Their primary focus was on nanomaterials relevant for professional end-users and consumers as, as well as nanomaterials released into the environment. The wider goal is to help manufacturers, down-stream endusers, regulators and other stakeholders to evaluate, rank and communicate the potential for exposure and effects specific applications of a given nanomaterial. Their proposal is to map and report groups and categories and color-code exposure potential.

The benefit of this is that regulators could use NRC as a screening tool to identify possible
uses where risk management measures may be further examined. Companies can use NRC to communicate develop guidelines. Down-stream users (e.g. consumers) can use NanoRiskCat to select the safest material on the market. Academics and nongovernmental organizations can use the tools to learn more about what companies know about exposures and effects of their nanomaterials.

Everyone works together to make progress.

This is, IN EFFECT, what the U.S. Agencies—the EPA—is already doing. Our Congress passes laws with check and balances for profit as well as social and environmental justice. The political compromised statutes are often vague and ambiguous. Agencies decide on the best course of interpretation and submit their rules for notice and comment. The industries and NGOs, as well as individuals, respond. Then a final rule is offered in a concise general statement (often hundreds of pages long) on what the right thing to do is.

The process fails at the voluntary compliance from industries. Given a strong motive for profit, companies will try and either push the boundaries of agencies’ enforcement power or completely ignore the agencies. The Courts are often called upon to resolve these things.

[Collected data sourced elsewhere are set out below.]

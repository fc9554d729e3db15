//! Comprehensive integration tests for the paycheck engine.
//!
//! This test suite covers the full input-to-display path including:
//! - Money parsing across accepted notations
//! - Money parsing rejections and their messages
//! - Percentage and pay-period resolution
//! - Form validation precedence
//! - Exact rational paycheck arithmetic
//! - End-to-end evaluation with result metadata
//! - Display rounding and currency formatting
//! - Preference persistence round trips
//! - Randomized parser and pipeline properties

use num_bigint::BigInt;
use proptest::prelude::{prop_assert, prop_assert_eq, proptest};

use paycheck_engine::calculation::{compute_breakdown, evaluate, resolve_inputs, ResolvedInputs};
use paycheck_engine::error::EngineError;
use paycheck_engine::format::{
    decimal_string, format_optional, format_rational, grouped_amount, round_to_decimals,
    DisplayOptions, FracStyle, MoneyDisplay, EM_DASH, NEGATIVE_NET_NOTICE, ZERO_GROSS_NOTICE,
};
use paycheck_engine::models::{CalculatorForm, Currency, DisplayDecimals, Frequency, Micros};
use paycheck_engine::parse::{is_zero_like, parse_money, parse_percent, resolve_periods};
use paycheck_engine::rational::Rational;
use paycheck_engine::store::{keys, load_form, save_form, MemoryStore, PreferenceStore};

// =============================================================================
// Test Helpers
// =============================================================================

fn rat(numer: i64, denom: i64) -> Rational {
    Rational::new(BigInt::from(numer), BigInt::from(denom))
}

fn micros_of(input: &str) -> i64 {
    parse_money(input).unwrap().micros.raw()
}

fn normalized_of(input: &str) -> String {
    parse_money(input).unwrap().normalized
}

fn assert_parse_message(input: &str, expected: &str) {
    let err = parse_money(input).unwrap_err();
    assert_eq!(err.to_string(), expected, "input: {input:?}");
}

fn create_form() -> CalculatorForm {
    CalculatorForm::default()
}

So let me ask this: if we remove the body of experts who are help us interpreting what we should be doing, are we left to the individuals and industries to self-police their actions? Have we not seen what they are capable of?

But on the other side, are we so sure we cannot expect one day the industries become symbols of our community progress, taking Corporate Social Responsibility to new heights?

I’ve made a lot of progress from my “I no English” days. I can safely say our society have also made significant progress form the days of rampant pollution, discrimination, lack of du respect for the elderly, etc., (the list goes on). I continue to learn my English and filling in the details as I go along. I hope our society is doing the same.